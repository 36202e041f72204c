//! Approval state machine.
//!
//! The engine is pure: it reads an expense, the company's policies, the user
//! directory and the history ledger, and returns the `Transition` to persist.
//! Persisting the transition (and its history entry) atomically is the
//! caller's job.

use chrono::Utc;
use reimburse_shared::ManagerFlagLocation;
use reimburse_shared::types::UserId;

use super::directory::UserDirectory;
use super::error::ApprovalError;
use super::ledger::{HistoryLedger, override_comment};
use super::model::{Actor, ApprovalFlow, ApprovalRule, ApprovalStep, Expense, HistoryEntry, User};
use super::resolver::{PolicyMatch, PolicySet};
use super::types::{ApprovalDecision, ExpenseStatus, HistoryAction, RuleType, UserRole};

/// Why a transition ended where it did.
#[derive(Debug, Clone, Copy, PartialEq, Eq)]
pub enum RoutingOutcome {
    /// Routed to the first approver (flow step or manager).
    AssignedApprover {
        /// Approver now holding the expense.
        approver_id: UserId,
    },
    /// Moved to the next step of the approver sequence.
    Advanced {
        /// Approver now holding the expense.
        approver_id: UserId,
        /// New step counter.
        step: i32,
    },
    /// Sequence exhausted; handed to the rule's specific approver.
    HandedToSpecificApprover {
        /// The rule's specific approver.
        approver_id: UserId,
    },
    /// Conditional rule not met yet; the current approver keeps the expense.
    AwaitingRule,
    /// Final step approved or conditional rule satisfied.
    Approved,
    /// Nobody is left to approve.
    AutoApproved,
    /// The current approver rejected.
    Rejected,
    /// An admin forced a terminal status.
    Overridden {
        /// Forced decision.
        decision: ApprovalDecision,
    },
    /// The chosen approver does not exist; auto-approved instead of stranding
    /// the expense. Callers must surface this to operators.
    StaleApprover {
        /// Missing approver ID.
        approver_id: UserId,
    },
}

/// New routing state for an expense, plus the history entry recorded for it.
#[derive(Debug, Clone, PartialEq, Eq)]
pub struct Transition {
    /// New status.
    pub status: ExpenseStatus,
    /// New current approver.
    pub current_approver_id: Option<UserId>,
    /// New step counter.
    pub approval_step: i32,
    /// Entry appended to the ledger by this transition, if any.
    pub history: Option<HistoryEntry>,
    /// Why the expense ended up here.
    pub outcome: RoutingOutcome,
}

impl Transition {
    fn pending(approver_id: UserId, approval_step: i32, outcome: RoutingOutcome) -> Self {
        Self {
            status: ExpenseStatus::Pending,
            current_approver_id: Some(approver_id),
            approval_step,
            history: None,
            outcome,
        }
    }

    fn terminal(status: ExpenseStatus, approval_step: i32, outcome: RoutingOutcome) -> Self {
        Self {
            status,
            current_approver_id: None,
            approval_step,
            history: None,
            outcome,
        }
    }

    fn with_history(mut self, entry: HistoryEntry) -> Self {
        self.history = Some(entry);
        self
    }

    /// Applies the transition to an in-memory expense and bumps its version.
    pub fn apply(&self, expense: &mut Expense) {
        expense.status = self.status;
        expense.current_approver_id = self.current_approver_id;
        expense.approval_step = self.approval_step;
        expense.version += 1;
        expense.updated_at = Utc::now();
    }

    /// Returns true if the transition fell back past a missing approver.
    #[must_use]
    pub fn is_stale_fallback(&self) -> bool {
        matches!(self.outcome, RoutingOutcome::StaleApprover { .. })
    }
}

/// Returns true if `approvals` out of `total` reaches `required` percent.
///
/// Integer arithmetic: `approvals * 100 >= required * total`.
#[must_use]
pub fn percentage_met(approvals: usize, total: usize, required: i32) -> bool {
    let (Ok(approvals), Ok(total), Ok(required)) = (
        u64::try_from(approvals),
        u64::try_from(total),
        u64::try_from(required),
    ) else {
        return false;
    };
    approvals.saturating_mul(100) >= required.saturating_mul(total)
}

/// Evaluates a conditional rule after `actor_id` approved.
#[must_use]
pub fn rule_satisfied(
    rule: &ApprovalRule,
    actor_id: UserId,
    approvals: usize,
    total: usize,
) -> bool {
    let by_percentage = rule
        .approval_percentage
        .is_some_and(|required| percentage_met(approvals, total, required));
    let by_approver = rule.specific_approver_id == Some(actor_id);

    match rule.rule_type {
        RuleType::Percentage => by_percentage,
        RuleType::SpecificApprover => by_approver,
        RuleType::Hybrid => by_percentage || by_approver,
    }
}

/// Step after `approval_step` steps have been entered.
fn next_step(flow: &ApprovalFlow, approval_step: i32) -> Option<&ApprovalStep> {
    usize::try_from(approval_step)
        .ok()
        .and_then(|index| flow.steps.get(index))
}

/// Routing engine over one company's policies and users.
#[derive(Debug, Clone, Copy)]
pub struct ApprovalEngine<'a> {
    policies: &'a PolicySet,
    directory: &'a UserDirectory,
    manager_flag: ManagerFlagLocation,
}

impl<'a> ApprovalEngine<'a> {
    /// Creates an engine reading the manager-approver flag from the manager.
    #[must_use]
    pub const fn new(policies: &'a PolicySet, directory: &'a UserDirectory) -> Self {
        Self {
            policies,
            directory,
            manager_flag: ManagerFlagLocation::Manager,
        }
    }

    /// Selects whose `is_manager_approver` flag gates manager routing.
    #[must_use]
    pub const fn with_manager_flag(mut self, manager_flag: ManagerFlagLocation) -> Self {
        self.manager_flag = manager_flag;
        self
    }

    /// Initial routing for a freshly created expense.
    ///
    /// Order: first step of the approver sequence, then the submitter's
    /// manager, then auto-approval.
    ///
    /// # Errors
    ///
    /// Returns `ApprovalError::ReferenceIntegrity` if the submitting employee
    /// is not in the directory and `ApprovalError::Validation` if the expense
    /// was already routed.
    pub fn submit(&self, expense: &Expense) -> Result<Transition, ApprovalError> {
        if expense.status != ExpenseStatus::Pending
            || expense.current_approver_id.is_some()
            || expense.approval_step != 0
        {
            return Err(ApprovalError::Validation(
                "Expense has already been routed".to_string(),
            ));
        }

        let employee = self
            .directory
            .get(expense.employee_id)
            .filter(|u| u.company_id == expense.company_id)
            .ok_or_else(|| {
                ApprovalError::ReferenceIntegrity("Submitting employee does not exist".to_string())
            })?;

        if let Some(flow) = self
            .policies
            .approval_sequence(expense.company_id, expense.converted_amount)
            && let Some(first) = flow.steps.first()
        {
            return Ok(self.route_or_auto_approve(
                expense,
                first.approver_id,
                1,
                RoutingOutcome::AssignedApprover {
                    approver_id: first.approver_id,
                },
            ));
        }

        if let Some(manager_id) = employee.manager_id
            && self.manager_routing_enabled(employee)
        {
            return Ok(self.route_or_auto_approve(
                expense,
                manager_id,
                0,
                RoutingOutcome::AssignedApprover {
                    approver_id: manager_id,
                },
            ));
        }

        Ok(Transition::terminal(
            ExpenseStatus::Approved,
            0,
            RoutingOutcome::AutoApproved,
        ))
    }

    /// Dispatches an approver's decision.
    ///
    /// # Errors
    ///
    /// See [`Self::approve`] and [`Self::reject`].
    pub fn act(
        &self,
        expense: &Expense,
        actor: &Actor,
        decision: ApprovalDecision,
        ledger: &mut HistoryLedger,
        comments: Option<String>,
    ) -> Result<Transition, ApprovalError> {
        match decision {
            ApprovalDecision::Approved => self.approve(expense, actor, ledger, comments),
            ApprovalDecision::Rejected => self.reject(expense, actor, ledger, comments),
        }
    }

    /// Records an approval by the current approver and decides what follows.
    ///
    /// # Errors
    ///
    /// Returns `ApprovalError::InvalidApprovalTarget` unless the expense is
    /// pending and assigned to `actor`.
    pub fn approve(
        &self,
        expense: &Expense,
        actor: &Actor,
        ledger: &mut HistoryLedger,
        comments: Option<String>,
    ) -> Result<Transition, ApprovalError> {
        Self::guard(expense, actor)?;

        let entry = ledger
            .record(
                expense.id,
                actor.id,
                HistoryAction::Approved,
                expense.approval_step,
                comments,
            )
            .clone();

        let transition = match self
            .policies
            .resolve(expense.company_id, expense.converted_amount)
        {
            Some(PolicyMatch::Rule { rule, sequence }) => {
                self.evaluate_rule(expense, actor, rule, sequence, ledger)
            }
            Some(PolicyMatch::Flow(flow)) => self.advance_or_complete(expense, flow),
            None => Transition::terminal(
                ExpenseStatus::Approved,
                expense.approval_step,
                RoutingOutcome::AutoApproved,
            ),
        };

        Ok(transition.with_history(entry))
    }

    /// Records a rejection by the current approver. Rejection is always final.
    ///
    /// # Errors
    ///
    /// Returns `ApprovalError::InvalidApprovalTarget` unless the expense is
    /// pending and assigned to `actor`.
    pub fn reject(
        &self,
        expense: &Expense,
        actor: &Actor,
        ledger: &mut HistoryLedger,
        comments: Option<String>,
    ) -> Result<Transition, ApprovalError> {
        Self::guard(expense, actor)?;

        let entry = ledger
            .record(
                expense.id,
                actor.id,
                HistoryAction::Rejected,
                expense.approval_step,
                comments,
            )
            .clone();

        Ok(Transition::terminal(
            ExpenseStatus::Rejected,
            expense.approval_step,
            RoutingOutcome::Rejected,
        )
        .with_history(entry))
    }

    /// Forces a terminal status, bypassing steps and rules.
    ///
    /// # Errors
    ///
    /// Returns `ApprovalError::Forbidden` for non-admins and
    /// `ApprovalError::InvalidApprovalTarget` if the expense is not pending or
    /// belongs to another company.
    pub fn override_decision(
        &self,
        expense: &Expense,
        actor: &Actor,
        decision: ApprovalDecision,
        ledger: &mut HistoryLedger,
        comments: Option<&str>,
    ) -> Result<Transition, ApprovalError> {
        Self::ensure_can_override(actor)?;
        if expense.status != ExpenseStatus::Pending || expense.company_id != actor.company_id {
            return Err(ApprovalError::InvalidApprovalTarget);
        }

        let entry = ledger
            .record(
                expense.id,
                actor.id,
                decision.history_action(),
                expense.approval_step,
                Some(override_comment(comments)),
            )
            .clone();

        Ok(Transition::terminal(
            decision.terminal_status(),
            expense.approval_step,
            RoutingOutcome::Overridden { decision },
        )
        .with_history(entry))
    }

    /// Checks the actor's role before an override is attempted.
    ///
    /// # Errors
    ///
    /// Returns `ApprovalError::Forbidden` for non-admins.
    pub fn ensure_can_override(actor: &Actor) -> Result<(), ApprovalError> {
        if actor.role == UserRole::Admin {
            Ok(())
        } else {
            Err(ApprovalError::Forbidden(
                "Only admins can override approvals".to_string(),
            ))
        }
    }

    fn guard(expense: &Expense, actor: &Actor) -> Result<(), ApprovalError> {
        if expense.is_awaiting(actor) {
            Ok(())
        } else {
            Err(ApprovalError::InvalidApprovalTarget)
        }
    }

    fn manager_routing_enabled(&self, employee: &User) -> bool {
        match self.manager_flag {
            ManagerFlagLocation::Employee => employee.is_manager_approver,
            // A dangling manager link still routes, so the stale fallback reports it.
            ManagerFlagLocation::Manager => self
                .directory
                .manager_of(employee.id)
                .is_none_or(|manager| manager.is_manager_approver),
        }
    }

    fn route_or_auto_approve(
        &self,
        expense: &Expense,
        approver_id: UserId,
        step: i32,
        outcome: RoutingOutcome,
    ) -> Transition {
        if self.directory.can_approve(approver_id, expense.company_id) {
            Transition::pending(approver_id, step, outcome)
        } else {
            Transition::terminal(
                ExpenseStatus::Approved,
                expense.approval_step,
                RoutingOutcome::StaleApprover { approver_id },
            )
        }
    }

    fn advance_or_complete(&self, expense: &Expense, flow: &ApprovalFlow) -> Transition {
        match next_step(flow, expense.approval_step) {
            Some(next) => {
                let step = expense.approval_step + 1;
                self.route_or_auto_approve(
                    expense,
                    next.approver_id,
                    step,
                    RoutingOutcome::Advanced {
                        approver_id: next.approver_id,
                        step,
                    },
                )
            }
            None => Transition::terminal(
                ExpenseStatus::Approved,
                expense.approval_step,
                RoutingOutcome::Approved,
            ),
        }
    }

    fn evaluate_rule(
        &self,
        expense: &Expense,
        actor: &Actor,
        rule: &ApprovalRule,
        sequence: Option<&ApprovalFlow>,
        ledger: &HistoryLedger,
    ) -> Transition {
        let approvals = ledger.distinct_approvals(expense.id);
        let total = self
            .policies
            .linked_flow(rule)
            .map_or(1, |flow| flow.steps.len().max(1));

        if rule_satisfied(rule, actor.id, approvals, total) {
            return Transition::terminal(
                ExpenseStatus::Approved,
                expense.approval_step,
                RoutingOutcome::Approved,
            );
        }

        if let Some(flow) = sequence
            && next_step(flow, expense.approval_step).is_some()
        {
            return self.advance_or_complete(expense, flow);
        }

        if rule.rule_type.uses_specific_approver()
            && let Some(specific) = rule.specific_approver_id
            && specific != actor.id
            && !ledger.has_approved(expense.id, specific)
        {
            return self.route_or_auto_approve(
                expense,
                specific,
                expense.approval_step,
                RoutingOutcome::HandedToSpecificApprover {
                    approver_id: specific,
                },
            );
        }

        Transition::pending(actor.id, expense.approval_step, RoutingOutcome::AwaitingRule)
    }
}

···

▸ **Problem description**
Match on "Option": copy every line in the records that has it.

▸ **Task answer**
    pub current_approver_id: Option<UserId>,
    pub history: Option<HistoryEntry>,
fn next_step(flow: &ApprovalFlow, approval_step: i32) -> Option<&ApprovalStep> {
        comments: Option<String>,
        comments: Option<String>,
        comments: Option<String>,
        comments: Option<&str>,
        sequence: Option<&ApprovalFlow>,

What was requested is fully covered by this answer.